There's also the issue of cracking the story — the novel has several parts, two of which present parallel, conflicting tales. Finding Neverland's David Magee has turned in a script, but we don't know much about how he has resolved the many tricky issues in the story.

No casting has yet begun, as the film has not yet been greenlit by Fox, but Thompson says that go-ahead should be decided upon within the next month, which would help pave the way for a late summer shoot.

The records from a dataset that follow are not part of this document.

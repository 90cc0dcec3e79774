//! Time sources.
//!
//! Sessions never read the wall clock directly. Activity stamps, countdown
//! starts and staleness checks all go through a [`Clock`], so tests can move
//! time forward without sleeping.

use chrono::{DateTime, Utc};
use parking_lot::Mutex;
use std::time::Duration;

/// Source of the current instant.
pub trait Clock: Send + Sync {
    fn now(&self) -> DateTime<Utc>;
}

/// Wall clock backed by [`Utc::now`].
#[derive(Debug, Clone, Copy, Default)]
pub struct SystemClock;

impl Clock for SystemClock {
    fn now(&self) -> DateTime<Utc> {
        Utc::now()
    }
}

/// Clock that only moves when told to.
///
/// # Example
///
/// ```rust
/// use guesswho::env::{Clock, ManualClock};
/// use chrono::Utc;
/// use std::time::Duration;
///
/// let start = Utc::now();
/// let clock = ManualClock::new(start);
/// clock.advance(Duration::from_secs(90));
///
/// assert_eq!((clock.now() - start).num_seconds(), 90);
/// ```
#[derive(Debug)]
pub struct ManualClock {
    now: Mutex<DateTime<Utc>>,
}

impl ManualClock {
    pub fn new(start: DateTime<Utc>) -> Self {
        Self {
            now: Mutex::new(start),
        }
    }

    /// Move the clock forward. Saturates instead of overflowing.
    pub fn advance(&self, by: Duration) {
        let mut now = self.now.lock();
        if let Some(next) = chrono::Duration::from_std(by)
            .ok()
            .and_then(|delta| now.checked_add_signed(delta))
        {
            *now = next;
        }
    }

    pub fn set(&self, instant: DateTime<Utc>) {
        *self.now.lock() = instant;
    }
}

impl Default for ManualClock {
    fn default() -> Self {
        Self::new(Utc::now())
    }
}

impl Clock for ManualClock {
    fn now(&self) -> DateTime<Utc> {
        *self.now.lock()
    }
}

/// Time elapsed from `since` to `now`, clamped to zero when `since` is later.
pub fn elapsed_between(since: DateTime<Utc>, now: DateTime<Utc>) -> Duration {
    now.signed_duration_since(since)
        .to_std()
        .unwrap_or(Duration::ZERO)
}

Here's a quick synopsis of the book:

The precocious son of a zookeeper, 16-year-old Pi Patel is raised in Pondicherry, India, where he tries on various faiths for size, attracting "religions the way a dog attracts fleas." Planning a move to Canada, his father packs up the family and their menagerie and they hitch a ride on an enormous freighter. After a harrowing shipwreck, Pi finds himself adrift in the Pacific Ocean, trapped on a 26-foot lifeboat with a wounded zebra, a spotted hyena, a seasick orangutan, and a 450-pound Bengal tiger named Richard Parker ("His head was the size and color of the lifebuoy, with teeth"). It sounds like a colorful setup, but these wild beasts don't burst into song as if co-starring in an anthropomorphized Disney feature. After much gore and infighting, Pi and Richard Parker remain the boat's sole passengers, drifting for 227 days through shark-infested waters while fighting hunger, the elements, and an overactive imagination. In rich, hallucinatory passages, Pi recounts the harrowing journey as the days blur together, elegantly cataloging the endless passage of time and his struggles to survive: "It is pointless to say that this or that night was the worst of my life. I have so many bad nights to choose from that I've made none the champion."